**ACTIVITY**
Line filter on the word "value": copy each matching line from the entries.

____ DATA FOR THIS EXERCISE

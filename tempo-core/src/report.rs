//! Display-ready workout summary.

use serde::Serialize;
use std::fmt;

#[derive(Debug, Clone, PartialEq, Serialize)]
pub struct Report {
    pub training_type: String,
    pub duration_hours: f64,
    pub distance_km: f64,
    pub mean_speed_kmh: f64,
    pub calories_kcal: f64,
}

impl Report {
    /// The fixed one-line summary, every number with three decimals.
    pub fn render(&self) -> String {
        self.to_string()
    }

    pub fn to_json(&self) -> serde_json::Result<String> {
        serde_json::to_string(self)
    }
}

impl fmt::Display for Report {
    fn fmt(&self, f: &mut fmt::Formatter<'_>) -> fmt::Result {
        write!(
            f,
            "Тип тренировки: {}; Длительность: {:.3} ч.; Дистанция: {:.3} км; Ср. скорость: {:.3} км/ч; Потрачено ккал: {:.3}.",
            self.training_type,
            self.duration_hours,
            self.distance_km,
            self.mean_speed_kmh,
            self.calories_kcal
        )
    }
}

#[cfg(test)]
mod tests {
    use super::*;

    fn report(calories_kcal: f64) -> Report {
        Report {
            training_type: "Running".into(),
            duration_hours: 1.5,
            distance_km: 12.0,
            mean_speed_kmh: 8.0,
            calories_kcal,
        }
    }

    #[test]
    fn fixed_template() {
        assert_eq!(
            report(1234.5678).render(),
            "Тип тренировки: Running; Длительность: 1.500 ч.; Дистанция: 12.000 км; Ср. скорость: 8.000 км/ч; Потрачено ккал: 1234.568."
        );
    }

    #[test]
    fn ties_round_to_even() {
        // 0.0625 and 0.1875 are exact in binary
        assert!(report(0.0625).render().ends_with("Потрачено ккал: 0.062."));
        assert!(report(0.1875).render().ends_with("Потрачено ккал: 0.188."));
    }

    #[test]
    fn json() {
        let value: serde_json::Value = serde_json::from_str(&report(10.0).to_json().unwrap()).unwrap();
        assert_eq!(value["training_type"], "Running");
        assert_eq!(value["mean_speed_kmh"], 8.0);
        assert_eq!(value["calories_kcal"], 10.0);
    }
}
pub mod error;
pub mod logging;
pub mod package;
pub mod report;
pub mod training;

pub use error::{Result, WorkoutError};
pub use package::{Package, WorkoutCode, create_workout, sample_packages};
pub use report::Report;
pub use training::{Measurements, Running, SportsWalking, Swimming, Training, Workout};
//! End-to-end: raw sensor package in, report line out.

use tempo::{Workout, WorkoutError, create_workout, sample_packages};

fn line(code: &str, fields: &[f64]) -> String {
    create_workout(code, fields)
        .and_then(|w| w.build_report())
        .unwrap()
        .render()
}

#[test]
fn swimming_report() {
    assert_eq!(
        line("SWM", &[720.0, 1.0, 80.0, 25.0, 40.0]),
        "Тип тренировки: Swimming; Длительность: 1.000 ч.; Дистанция: 0.994 км; Ср. скорость: 1.000 км/ч; Потрачено ккал: 336.000."
    );
}

#[test]
fn running_report() {
    assert_eq!(
        line("RUN", &[15000.0, 1.0, 75.0]),
        "Тип тренировки: Running; Длительность: 1.000 ч.; Дистанция: 9.750 км; Ср. скорость: 9.750 км/ч; Потрачено ккал: 797.805."
    );
}

#[test]
fn walking_report() {
    assert_eq!(
        line("WLK", &[9000.0, 1.0, 75.0, 180.0]),
        "Тип тренировки: SportsWalking; Длительность: 1.000 ч.; Дистанция: 5.850 км; Ср. скорость: 5.850 км/ч; Потрачено ккал: 349.252."
    );
}

#[test]
fn sample_packages_in_order() {
    let types: Vec<String> = sample_packages()
        .iter()
        .map(|p| p.read().and_then(|w| w.build_report()).unwrap().training_type)
        .collect();
    assert_eq!(types, ["Swimming", "Running", "SportsWalking"]);
}

#[test]
fn bad_packages_fail() {
    assert_eq!(
        create_workout("XYZ", &[1.0, 2.0, 3.0]).unwrap_err(),
        WorkoutError::UnknownWorkoutCode("XYZ".into())
    );
    assert!(matches!(
        create_workout("RUN", &[1.0, 2.0]),
        Err(WorkoutError::ArityMismatch { .. })
    ));
    assert!(matches!(
        create_workout("WLK", &[9000.0, 1.0, 75.0, 0.0]).and_then(|w| w.build_report()),
        Err(WorkoutError::DivisionByZero { divisor: "height_cm" })
    ));
}
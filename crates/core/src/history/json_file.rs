//! JSON flat-file history backend.
//!
//! Each collection is one pretty-printed JSON array. Writes go to a
//! sibling temp file that is then renamed over the target, so a failed
//! write leaves the previous file in place.

use std::fs;
use std::io::ErrorKind;
use std::path::{Path, PathBuf};

use serde::de::DeserializeOwned;
use serde::Serialize;

use super::{Collection, HistoryBackend, KeywordRecord, SelectionRecord, StorageFault};

pub const KEYWORD_FILE: &str = "search_history_keyword.json";
pub const SELECTION_FILE: &str = "search_history_selection.json";

/// History stored as two JSON files in one directory.
#[derive(Debug, Clone)]
pub struct JsonFileBackend {
    dir: PathBuf,
}

impl JsonFileBackend {
    /// No I/O happens until the first operation.
    pub fn new(dir: impl AsRef<Path>) -> Self {
        Self {
            dir: dir.as_ref().to_path_buf(),
        }
    }

    pub fn path(&self, collection: Collection) -> PathBuf {
        match collection {
            Collection::Keywords => self.dir.join(KEYWORD_FILE),
            Collection::Selections => self.dir.join(SELECTION_FILE),
        }
    }

    fn io_fault(collection: Collection, path: &Path, err: std::io::Error) -> StorageFault {
        StorageFault::Io {
            collection,
            path: path.to_path_buf(),
            message: err.to_string(),
        }
    }

    fn read<T: DeserializeOwned>(&self, collection: Collection) -> Result<Vec<T>, StorageFault> {
        let path = self.path(collection);
        let contents = match fs::read_to_string(&path) {
            Ok(contents) => contents,
            Err(e) if e.kind() == ErrorKind::NotFound => return Ok(Vec::new()),
            Err(e) => return Err(Self::io_fault(collection, &path, e)),
        };

        serde_json::from_str(&contents).map_err(|e| StorageFault::Malformed {
            collection,
            message: format!("{}: {}", path.display(), e),
        })
    }

    fn write<T: Serialize>(
        &self,
        collection: Collection,
        records: &[T],
    ) -> Result<(), StorageFault> {
        let path = self.path(collection);
        let json = serde_json::to_string_pretty(records).map_err(|e| StorageFault::Malformed {
            collection,
            message: e.to_string(),
        })?;

        fs::create_dir_all(&self.dir).map_err(|e| Self::io_fault(collection, &self.dir, e))?;

        let tmp = self.dir.join(format!(
            ".{}.tmp",
            path.file_name().and_then(|n| n.to_str()).unwrap_or("history")
        ));
        if let Err(e) = fs::write(&tmp, json) {
            let _ = fs::remove_file(&tmp);
            return Err(Self::io_fault(collection, &tmp, e));
        }
        if let Err(e) = fs::rename(&tmp, &path) {
            let _ = fs::remove_file(&tmp);
            return Err(Self::io_fault(collection, &path, e));
        }
        Ok(())
    }
}

impl HistoryBackend for JsonFileBackend {
    fn describe(&self) -> String {
        format!("json files in {}", self.dir.display())
    }

    fn ensure(&self, collection: Collection) -> Result<bool, StorageFault> {
        let path = self.path(collection);
        let exists = path
            .try_exists()
            .map_err(|e| Self::io_fault(collection, &path, e))?;
        if exists {
            return Ok(false);
        }
        self.write::<KeywordRecord>(collection, &[])?;
        Ok(true)
    }

    fn read_keywords(&self) -> Result<Vec<KeywordRecord>, StorageFault> {
        self.read(Collection::Keywords)
    }

    fn read_selections(&self) -> Result<Vec<SelectionRecord>, StorageFault> {
        self.read(Collection::Selections)
    }

    fn write_keywords(&self, records: &[KeywordRecord]) -> Result<(), StorageFault> {
        self.write(Collection::Keywords, records)
    }

    fn write_selections(&self, records: &[SelectionRecord]) -> Result<(), StorageFault> {
        self.write(Collection::Selections, records)
    }
}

________

**COMPLETED EXERCISE**
        let value: serde_json::Value = serde_json::from_str(&report(10.0).to_json().unwrap()).unwrap();
        assert_eq!(value["training_type"], "Running");
        assert_eq!(value["mean_speed_kmh"], 8.0);
        assert_eq!(value["calories_kcal"], 10.0);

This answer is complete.